◆ **WHAT YOU SHOULD DO**:
Whenever the string "core" turns up in a line of the data below, copy that line.
------ DATA PROVIDED ------
//! Enumeration types for constrained values.

use serde::{Deserialize, Serialize};

/// How a coupon's `discount_value` is interpreted.
#[derive(Debug, Clone, Copy, PartialEq, Eq, Hash, Serialize, Deserialize)]
#[serde(rename_all = "camelCase")]
pub enum CouponType {
    /// `discount_value` is a percentage of the subtotal (1-100).
    Percentage,
    /// `discount_value` is a flat amount off the subtotal.
    Fixed,
}

impl core::fmt::Display for CouponType {
    #[inline]
    fn fmt(&self, f: &mut core::fmt::Formatter<'_>) -> core::fmt::Result {
        match *self {
            Self::Percentage => f.write_str("percentage"),
            Self::Fixed => f.write_str("fixed"),
        }
    }
}

/// Payment method chosen at checkout.
#[derive(Debug, Clone, Copy, PartialEq, Eq, Hash, Serialize, Deserialize)]
#[serde(rename_all = "camelCase")]
pub enum PaymentMethod {
    /// PhonePe redirect flow.
    #[serde(rename = "phonepe")]
    PhonePe,
    /// Card payment.
    Card,
}

/// Sort order for product listings.
#[derive(Debug, Clone, Copy, PartialEq, Eq, Hash, Serialize, Deserialize)]
pub enum ProductSort {
    /// Cheapest first.
    #[serde(rename = "price-asc")]
    PriceAsc,
    /// Most expensive first.
    #[serde(rename = "price-desc")]
    PriceDesc,
    /// Highest rated first; unrated products last.
    #[serde(rename = "rating")]
    Rating,
    /// Alphabetical by name (case-insensitive).
    #[serde(rename = "name")]
    Name,
}

impl core::str::FromStr for ProductSort {
    type Err = String;

    #[inline]
    fn from_str(s: &str) -> Result<Self, Self::Err> {
        match s {
            "price-asc" => Ok(Self::PriceAsc),
            "price-desc" => Ok(Self::PriceDesc),
            "rating" => Ok(Self::Rating),
            "name" => Ok(Self::Name),
            other => Err(format!("unknown sort order: {other}")),
        }
    }
}

#[cfg(test)]
mod tests {
    use super::*;

    #[test]
    fn coupon_type_serde() {
        let json = serde_json::to_string(&CouponType::Percentage).unwrap();
        assert_eq!(json, r#""percentage""#);
        let fixed: CouponType = serde_json::from_str(r#""fixed""#).unwrap();
        assert_eq!(fixed, CouponType::Fixed);
    }

    #[test]
    fn payment_method_serde_phonepe() {
        let json = serde_json::to_string(&PaymentMethod::PhonePe).unwrap();
        assert_eq!(json, r#""phonepe""#);
    }

    #[test]
    fn product_sort_parses_known_values() {
        assert_eq!("price-asc".parse::<ProductSort>(), Ok(ProductSort::PriceAsc));
        assert_eq!("rating".parse::<ProductSort>(), Ok(ProductSort::Rating));
        assert!("newest".parse::<ProductSort>().is_err());
    }
}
------
◆ **RESULT OF THIS EXERCISE**:
impl core::fmt::Display for CouponType {
    fn fmt(&self, f: &mut core::fmt::Formatter<'_>) -> core::fmt::Result {
impl core::str::FromStr for ProductSort {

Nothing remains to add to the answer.